The Puritans (whose phantasticall zeale I mislike) though they differ in Ceremonies and accidentes, yet they agree with us in substance of religion, and I thinke all or the moste parte of them love his Majestie, and the presente state, and I hope will yield to conformitie. But the Papistes are opposite and contrarie in very many substantiall pointes of religion, and cannot but wishe the Popes authoritie and popish religion to be established.
It had been hoped that when James came to power, a reconciliation allowing independence would be possible, but the Hampton Court Conference of 1604 denied substantially all the concessions requested by Puritans, save for an English translation of the Bible. Following the Conference, in 1605, Clyfton was declared a nonconformist and stripped of his position at Babworth. Brewster invited Clyfton to live at his home.
Upon Hutton's 1606 death, Tobias Matthew was elected as his replacement. Matthew, one of James' chief supporters at the 1604 conference, promptly began a campaign to purge the archdiocese of nonconforming influences, both Separatists and those wishing to return to the Catholic faith. Disobedient clergy were replaced, and prominent Separatists were confronted, fined, and imprisoned. He is credited with driving recusants out of the country.
At about the same time, Brewster arranged for a congregation to meet privately at the Scrooby manor house. Beginning in 1606, services were held with Clyfton as pastor, John Robinson as teacher and Brewster as the presiding elder.
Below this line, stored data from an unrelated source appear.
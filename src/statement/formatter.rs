use super::{Program, Statement};
use crate::expression::formatter::{ExpressionFormatter, SExpressionFormatter};

/// Parenthesized form of statements, one top level statement per line.
pub struct StatementFormatter;

impl StatementFormatter {
    pub fn format(&self, statement: &Statement) -> String {
        let expr = SExpressionFormatter;
        match statement {
            // Children are concatenated without a separator.
            Statement::Block(statements) => {
                let inner: String = statements.iter().map(|s| self.format(s)).collect();
                format!("(block {inner})")
            }
            Statement::Expression(e) => format!("(; {})", expr.format(e)),
            Statement::If {
                condition,
                then_branch,
                else_branch: None,
            } => format!("(if {} {})", expr.format(condition), self.format(then_branch)),
            Statement::If {
                condition,
                then_branch,
                else_branch: Some(else_branch),
            } => format!(
                "(if-else {} {} {})",
                expr.format(condition),
                self.format(then_branch),
                self.format(else_branch)
            ),
            Statement::Print(e) => format!("(print {})", expr.format(e)),
            Statement::Var {
                name,
                initializer: None,
            } => format!("(var {})", name.lexeme),
            Statement::Var {
                name,
                initializer: Some(initializer),
            } => format!("(var {} = {})", name.lexeme, expr.format(initializer)),
        }
    }

    pub fn format_program(&self, program: &Program) -> String {
        program
            .iter()
            .map(|s| self.format(s))
            .collect::<Vec<_>>()
            .join("\n")
    }
}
Shortly thereafter, Smyth and members of the Gainsborough group moved on to Amsterdam. Brewster is known to have been fined £20 (about £3.66 thousand today) in absentia for his non-compliance with the church. This followed his September 1607 resignation from the postmaster position, about the time that the congregation had decided to follow the Smyth party to Amsterdam.
But after these things they could not long continue in any peaceable condition, but were hunted & persecuted on every side, so as their former afflictions were but as flea-bitings in comparison of these which now came upon them. For some were taken & clapt up in prison, others had their houses besett & watcht night and day, & hardly escaped their hands; and ye most were faine to flie & leave their howses & habitations, and the means of their livelehood.
In the Columbia Encyclopedia, it is stated that "Although not actively persecuted, the group was subjected to ecclesiastical investigation and to the mockery, criticism, and disfavor of their neighbors.".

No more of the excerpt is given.